How do I, how do I, oh how do I live?

Without you,
There'd be no sun in my sky,
There would be no love in my life,
There'd be no world left for me.
And I,
Baby I don't know what I would do,
I'd be lost if I lost you,
If you ever leave,
Baby you would take away everything real in my life,

And tell me now,
How do I live without you?
I want to know,
How do I breathe without you?
If you ever go,
How do I ever, ever survive?
How do I, how do I, oh how do I live?

Please tell me baby,
How do I go on?

If you ever leave,
Baby you would take away everything,
I need you with me,
Baby don't you know that you're everything,
Real in my life?

And tell me now,
How do I live without you,
I want to know,
How do I breathe without you?
If you ever go,
How do I ever, ever survive?
How do I, how do I, oh how do I live?

How do I live without you?

How do I live without you baby?
-----------------------------------------

Thats just whats going through my head at this point... I'm hurt and confused. Don't know what to do.
----------------------------------------

Some may wonder, and some already know.

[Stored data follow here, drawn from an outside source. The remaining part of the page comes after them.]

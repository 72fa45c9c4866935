//! Entity records for every hub collection.
//!
//! Each entity pairs a stored record with a `New*` draft accepted by
//! `create`. JSON field names are the canonical snake_case schema; serde
//! aliases accept the `user_*` names the hosted backend uses for authors and
//! [`embedded`] decodes list fields stored as text.

pub mod calendar;
pub mod catalog;
pub mod embedded;
pub mod message;
pub mod recommendation;
pub mod user;
pub mod win;

pub use calendar::{CalendarEvent, NewCalendarEvent};
pub use catalog::{LearningPage, NewScript, NewTool, Script, Tool, ToolVoteKind, VideoLink};
pub use message::{Attachment, Message, NewMessage};
pub use recommendation::{Comment, NewRecommendation, Recommendation, RecommendationStatus, VoteKind};
pub use user::{NewUser, NewUserMetric, Role, User, UserMetric};
pub use win::{Award, NewAward, NewWin, Win, WinCategory};

#[cfg(test)]
#[path = "models_test.rs"]
mod tests;
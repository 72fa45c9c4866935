use super::*;
use crate::models::{NewWin, Win, WinCategory};
use serde_json::json;

fn win() -> Win {
    Win::from_draft(
        1,
        OffsetDateTime::from_unix_timestamp(1_700_000_000).unwrap(),
        NewWin {
            author_id: 2,
            author_name: "Kim".into(),
            title: "A".into(),
            description: "B".into(),
            category: WinCategory::Professional,
        },
    )
    .unwrap()
}

#[test]
fn patch_preserves_unspecified_fields() {
    let mut patch = Data::new();
    patch.insert("title".into(), json!("C"));
    let merged = apply_patch(&win(), &patch).unwrap();
    assert_eq!(merged.title, "C");
    assert_eq!(merged.description, "B");
    assert_eq!(merged.category, WinCategory::Professional);
}

#[test]
fn patch_rejects_unknown_field() {
    let mut patch = Data::new();
    patch.insert("headline".into(), json!("C"));
    let err = apply_patch(&win(), &patch).unwrap_err();
    assert!(matches!(err, ServiceError::Validation(msg) if msg.contains("headline")));
}

#[test]
fn patch_rejects_read_only_change() {
    let mut patch = Data::new();
    patch.insert("id".into(), json!(99));
    assert!(matches!(apply_patch(&win(), &patch), Err(ServiceError::Validation(_))));

    let mut awards = Data::new();
    awards.insert("awards".into(), json!([]));
    // Echoing the current value is allowed.
    assert!(apply_patch(&win(), &awards).is_ok());
}

#[test]
fn patch_allows_echoed_id() {
    let mut patch = Data::new();
    patch.insert("id".into(), json!(1));
    patch.insert("title".into(), json!("Renamed"));
    assert_eq!(apply_patch(&win(), &patch).unwrap().title, "Renamed");
}

#[test]
fn patch_rejects_wrong_type() {
    let mut patch = Data::new();
    patch.insert("category".into(), json!("galactic"));
    assert!(matches!(apply_patch(&win(), &patch), Err(ServiceError::Validation(_))));
}

#[test]
fn patch_revalidates_merged_record() {
    let mut patch = Data::new();
    patch.insert("title".into(), json!("   "));
    assert!(matches!(apply_patch(&win(), &patch), Err(ServiceError::Validation(_))));
}

#[test]
fn newest_first_breaks_ties_by_id() {
    let mut a = win();
    let mut b = win();
    b.id = 2;
    let mut c = win();
    c.id = 3;
    c.timestamp -= time::Duration::hours(1);
    a.title = "first".into();

    let mut records = vec![a, c, b];
    sort_newest_first(&mut records, |w| w.timestamp);
    let ids: Vec<i64> = records.iter().map(|w| w.id).collect();
    assert_eq!(ids, vec![2, 1, 3]);
}

#[test]
fn require_rejects_blank() {
    assert!(require("title", "ok").is_ok());
    assert!(require("title", " \t").is_err());
}
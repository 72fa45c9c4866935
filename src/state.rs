//! Shared application state.
//!
//! DESIGN
//! ======
//! `AppState` is injected into Axum handlers via the `State` extractor. It
//! holds one [`CollectionService`] per collection, all built on the backend
//! chosen by configuration, plus the settings routes need at request time.

use std::sync::Arc;

use crate::config::{AppConfig, Backend};
use crate::error::ServiceError;
use crate::fixtures::{self, FixtureError};
use crate::latency::Latency;
use crate::models::*;
use crate::record::Record;
use crate::services::CollectionService;
use crate::store::Repository;
use crate::store::memory::MemoryRepository;
use crate::store::postgres::{self, PgRepository};
use crate::store::remote::{RemoteClient, RemoteRepository};

#[derive(Debug, thiserror::Error)]
pub enum StartupError {
    #[error(transparent)]
    Fixture(#[from] FixtureError),
    #[error(transparent)]
    Service(#[from] ServiceError),
    #[error("database init failed: {0}")]
    Database(#[from] sqlx::Error),
}

// =============================================================================
// APP STATE
// =============================================================================

/// Clone is required by Axum; every service is an `Arc` over its repository.
#[derive(Clone)]
pub struct AppState {
    pub messages: CollectionService<Message>,
    pub wins: CollectionService<Win>,
    pub recommendations: CollectionService<Recommendation>,
    pub tools: CollectionService<Tool>,
    pub scripts: CollectionService<Script>,
    pub learning: CollectionService<LearningPage>,
    pub calendar: CollectionService<CalendarEvent>,
    pub users: CollectionService<User>,
    pub metrics: CollectionService<UserMetric>,
    pub current_user_id: i64,
    pub access_request_recipient: Arc<str>,
}

/// Builds one repository per collection for a given backend.
trait RepositoryFactory {
    async fn build<T: Record>(&self) -> Result<Arc<dyn Repository<T>>, StartupError>;
}

struct MemoryFactory<'a> {
    fixture_dir: Option<&'a std::path::Path>,
}

impl RepositoryFactory for MemoryFactory<'_> {
    async fn build<T: Record>(&self) -> Result<Arc<dyn Repository<T>>, StartupError> {
        let fixture = fixtures::load::<T>(self.fixture_dir)?;
        Ok(Arc::new(MemoryRepository::seeded(fixture)?))
    }
}

struct RemoteFactory {
    client: Arc<RemoteClient>,
}

impl RepositoryFactory for RemoteFactory {
    async fn build<T: Record>(&self) -> Result<Arc<dyn Repository<T>>, StartupError> {
        Ok(Arc::new(RemoteRepository::<T>::new(self.client.clone())))
    }
}

struct PgFactory<'a> {
    pool: sqlx::PgPool,
    fixture_dir: Option<&'a std::path::Path>,
}

impl RepositoryFactory for PgFactory<'_> {
    async fn build<T: Record>(&self) -> Result<Arc<dyn Repository<T>>, StartupError> {
        let repo = PgRepository::<T>::new(self.pool.clone());
        repo.seed_if_unused(&fixtures::load::<T>(self.fixture_dir)?).await?;
        Ok(Arc::new(repo))
    }
}

impl AppState {
    /// Build every collection service on the configured backend.
    ///
    /// # Errors
    ///
    /// Returns `StartupError` when fixtures are invalid or the backend cannot
    /// be reached.
    pub async fn from_config(config: &AppConfig) -> Result<Self, StartupError> {
        let fixture_dir = config.fixture_dir.as_deref();
        match &config.backend {
            Backend::Memory => Self::build(&MemoryFactory { fixture_dir }, config).await,
            Backend::Remote(remote) => {
                let client = Arc::new(RemoteClient::new(remote)?);
                Self::build(&RemoteFactory { client }, config).await
            }
            Backend::Postgres { database_url, max_connections } => {
                let pool = postgres::connect(database_url, *max_connections).await?;
                Self::build(&PgFactory { pool, fixture_dir }, config).await
            }
        }
    }

    async fn build(factory: &impl RepositoryFactory, config: &AppConfig) -> Result<Self, StartupError> {
        let latency = Latency::new(config.latency);
        Ok(Self {
            messages: CollectionService::new(factory.build().await?, latency),
            wins: CollectionService::new(factory.build().await?, latency),
            recommendations: CollectionService::new(factory.build().await?, latency),
            tools: CollectionService::new(factory.build().await?, latency),
            scripts: CollectionService::new(factory.build().await?, latency),
            learning: CollectionService::new(factory.build().await?, latency),
            calendar: CollectionService::new(factory.build().await?, latency),
            users: CollectionService::new(factory.build().await?, latency),
            metrics: CollectionService::new(factory.build().await?, latency),
            current_user_id: config.current_user_id,
            access_request_recipient: Arc::from(config.access_request_recipient.as_str()),
        })
    }
}

// =============================================================================
// TEST HELPERS
// =============================================================================

#[cfg(test)]
pub mod test_helpers {
    use super::*;

    /// Memory-backed state seeded with the embedded fixtures, no latency.
    pub async fn test_app_state() -> AppState {
        AppState::from_config(&AppConfig::default())
            .await
            .expect("embedded fixtures load")
    }
}
//! Team calendar: month view.

use time::Month;

use super::CollectionService;
use crate::error::ServiceError;
use crate::models::CalendarEvent;

impl CollectionService<CalendarEvent> {
    /// Events dated within `year`/`month` (1-based), in date order. Empty on
    /// read failure.
    ///
    /// # Errors
    ///
    /// Returns `Validation` when `month` is not 1..=12.
    pub async fn by_month(&self, year: i32, month: u8) -> Result<Vec<CalendarEvent>, ServiceError> {
        let month = Month::try_from(month).map_err(|_| ServiceError::validation(format!("invalid month {month}")))?;
        Ok(self
            .filtered(|event| event.date.year() == year && event.date.month() == month)
            .await)
    }
}

#[cfg(test)]
mod tests {
    use super::*;
    use crate::models::NewCalendarEvent;
    use crate::services::test_helpers::fixture_service;

    #[tokio::test]
    async fn by_month_filters_on_year_and_month() {
        let events = fixture_service::<CalendarEvent>();
        let march = events.by_month(2025, 3).await.unwrap();
        assert_eq!(march.iter().map(|e| e.id).collect::<Vec<_>>(), vec![1, 2, 3]);
        assert!(events.by_month(2024, 3).await.unwrap().is_empty());
    }

    #[tokio::test]
    async fn by_month_rejects_out_of_range_month() {
        let events = fixture_service::<CalendarEvent>();
        assert!(matches!(events.by_month(2025, 0).await, Err(ServiceError::Validation(_))));
        assert!(matches!(events.by_month(2025, 13).await, Err(ServiceError::Validation(_))));
    }

    #[tokio::test]
    async fn created_event_appears_in_its_month() {
        let events = fixture_service::<CalendarEvent>();
        let draft: NewCalendarEvent =
            serde_json::from_value(serde_json::json!({"title": "Offsite", "date": "2025-04-09"})).unwrap();
        let created = events.create(draft).await.unwrap();
        assert_eq!(created.kind, crate::models::calendar::DEFAULT_EVENT_TYPE);

        let april = events.by_month(2025, 4).await.unwrap();
        assert_eq!(april.iter().map(|e| e.id).collect::<Vec<_>>(), vec![4, created.id, 5]);
    }
}
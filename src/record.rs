//! Record — the contract every collection entity implements.
//!
//! DESIGN
//! ======
//! A record is a serde-serializable struct with an integer id. Creation goes
//! through a typed draft (`Record::Draft`) so the caller can never supply the
//! id or the creation timestamp. Partial updates are flat JSON maps merged
//! onto the serialized record and decoded back, which keeps `update`
//! generic across all entities while still type-checking every field.

use std::collections::HashMap;

use serde::Serialize;
use serde::de::DeserializeOwned;
use time::OffsetDateTime;

use crate::error::ServiceError;

/// Flat key-value payload for partial updates.
pub type Data = HashMap<String, serde_json::Value>;

pub trait Record: Clone + std::fmt::Debug + Serialize + DeserializeOwned + Send + Sync + 'static {
    /// Caller-supplied fields for `create`.
    type Draft: DeserializeOwned + Send + 'static;

    /// Collection name used in errors, logs, routes and the Postgres table.
    const COLLECTION: &'static str;

    /// Table name on the hosted CRUD backend.
    const REMOTE_TABLE: &'static str;

    /// Serialized field names that `update` may not change.
    const READ_ONLY: &'static [&'static str] = &["id"];

    /// `(canonical, hosted)` pairs for fields the hosted backend names
    /// differently, before the `_c` suffix is applied.
    const REMOTE_RENAMES: &'static [(&'static str, &'static str)] = &[];

    fn id(&self) -> i64;

    /// Build a new record from a draft. `id` and `now` are assigned by the store.
    ///
    /// # Errors
    ///
    /// Returns `Validation` if required draft fields are missing or malformed.
    fn from_draft(id: i64, now: OffsetDateTime, draft: Self::Draft) -> Result<Self, ServiceError>;

    /// Check field-level invariants after a merge.
    ///
    /// # Errors
    ///
    /// Returns `Validation` describing the first violated rule.
    fn validate(&self) -> Result<(), ServiceError> {
        Ok(())
    }

    /// Hook run on every successful `update`.
    fn touch(&mut self, _now: OffsetDateTime) {}

    /// A `(field, value)` pair that no two records in the collection may
    /// share. Stores check it on insert.
    fn unique_key(&self) -> Option<(&'static str, i64)> {
        None
    }

    /// Natural ordering of `get_all`.
    fn sort(records: &mut [Self]) {
        records.sort_by_key(Self::id);
    }
}

/// Reject `record` when any of `existing` already holds its unique key.
///
/// # Errors
///
/// Returns `Validation` naming the clashing field and value.
pub fn ensure_unique<'a, T: Record>(record: &T, existing: impl IntoIterator<Item = &'a T>) -> Result<(), ServiceError> {
    let Some(key) = record.unique_key() else {
        return Ok(());
    };
    if existing.into_iter().any(|other| other.unique_key() == Some(key)) {
        return Err(duplicate_key::<T>(key.0, key.1));
    }
    Ok(())
}

/// The `Validation` error for a second record with the same unique key.
pub fn duplicate_key<T: Record>(field: &str, value: i64) -> ServiceError {
    ServiceError::validation(format!("{} already has a record with `{field}` {value}", T::COLLECTION))
}

/// Current UTC time.
#[must_use]
pub fn now() -> OffsetDateTime {
    OffsetDateTime::now_utc()
}

/// Sort newest first by `timestamp`, breaking ties by descending id so that
/// records created within the same clock tick keep creation order.
pub fn sort_newest_first<T: Record>(records: &mut [T], timestamp: impl Fn(&T) -> OffsetDateTime) {
    records.sort_by(|a, b| {
        timestamp(b)
            .cmp(&timestamp(a))
            .then_with(|| b.id().cmp(&a.id()))
    });
}

/// Require a non-blank string field.
///
/// # Errors
///
/// Returns `Validation` naming the field when `value` is empty or whitespace.
pub fn require(field: &str, value: &str) -> Result<(), ServiceError> {
    if value.trim().is_empty() {
        return Err(ServiceError::validation(format!("`{field}` is required")));
    }
    Ok(())
}

// =============================================================================
// PARTIAL UPDATE
// =============================================================================

/// Shallow-merge `patch` onto `record`.
///
/// Caller fields win and unspecified fields are preserved. Read-only fields
/// may be echoed back unchanged but not modified.
///
/// # Errors
///
/// Returns `Validation` for unknown fields, read-only changes, wrongly typed
/// values, or a merged record that fails [`Record::validate`].
pub fn apply_patch<T: Record>(record: &T, patch: &Data) -> Result<T, ServiceError> {
    let mut value = serde_json::to_value(record)
        .map_err(|e| ServiceError::validation(format!("cannot encode {} record: {e}", T::COLLECTION)))?;
    let Some(fields) = value.as_object_mut() else {
        return Err(ServiceError::validation(format!("{} record is not an object", T::COLLECTION)));
    };

    for (key, incoming) in patch {
        let Some(slot) = fields.get_mut(key) else {
            return Err(ServiceError::validation(format!("unknown field `{key}`")));
        };
        if T::READ_ONLY.contains(&key.as_str()) {
            if slot != incoming {
                return Err(ServiceError::validation(format!("field `{key}` is read-only")));
            }
            continue;
        }
        *slot = incoming.clone();
    }

    let merged: T = serde_json::from_value(value)
        .map_err(|e| ServiceError::validation(format!("invalid {} update: {e}", T::COLLECTION)))?;
    merged.validate()?;
    Ok(merged)
}

#[cfg(test)]
#[path = "record_test.rs"]
mod tests;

These past 5 days have been nothing but hell. On Thursday night, I told Chris, that I would be going back home. To the point where he told me if I didn't live with him, then there would be no us. Well over the past couple of weeks. theres been shit going on.. He thought I gave Hope a black eye. When I would never spank I kid for being bad, but yet id leave bruises on them. YEAH RIGHT. I absoulty adore kids. Espically a baby.. I live at home with a 8 month old baby girl, and the thought of hitting her never came to my mind,.One thing that has come to my mind, since the day we met, is that he has 2 kids both from different mothers, and hes been married 2 times when hes only 24. that makes me wonder, if hes bein serious, or if he just keeps a girl around to watch the kids, and to have sex with. Now his 3 yearold boy don't live with him, he gets him every other weekend, and on Wednesdays. Hes got ful custody of Hope. As her mother left when she was just a baby. I feel bad for Hope, because how in the world can I girl carry a baby for 9 months, then just decides to get up and leave?? I would never even think about that. When I went to get most of my shit, he said to me "well I guess your really moving out, and now what is hope going to do without a mother figure." I told him I'l still be there for hope, but that i wasnt ready to be a full time mom. and he said he understood that. We've only been together for 2 1/2 months. and were at the point in the realtionship that it seems we've been together for 8-9 months. Over the past few days, we havn't really talked.. maybe a Hi, how are you thing, but thats it... and it hurts to even talk to him... because I wish things would get fixed, and that we could put this behind us. and I know that it probably wont. and thats what hurts the most. i love and care for him, in every way possible. now his anger worries me a bit.. but i know that if he wanted to hit me, he already would have.

I don't know what to do.................... i wish i had magic and turn back time.

Well the other night he had asked me to come over so we could talk. So I did.. And he bearly said 2 words to me. He told me that He'd give me time, and space to figure out what I wanted. And I told him I knew what I wanted... and he was like well then I need time myself to decide where this should go. Well we were sitting there, and on the radio came "How do I live". I started to cry, and I wouldn't even look at him, (wasn't the first time i started to cry) but I feel if you cry in front of someone it shows your weaknesses. and I told him I had to leave. So I did. and I texted him saying sorry I left the way I left, but I started to cry, and i feel crying in front of someone shows your weakness. and he text back saying it was ok, and that your weaknesses and your strengths are what makes a person up "
-------------------------------------

GED. Is going ok.. Haven't really been there...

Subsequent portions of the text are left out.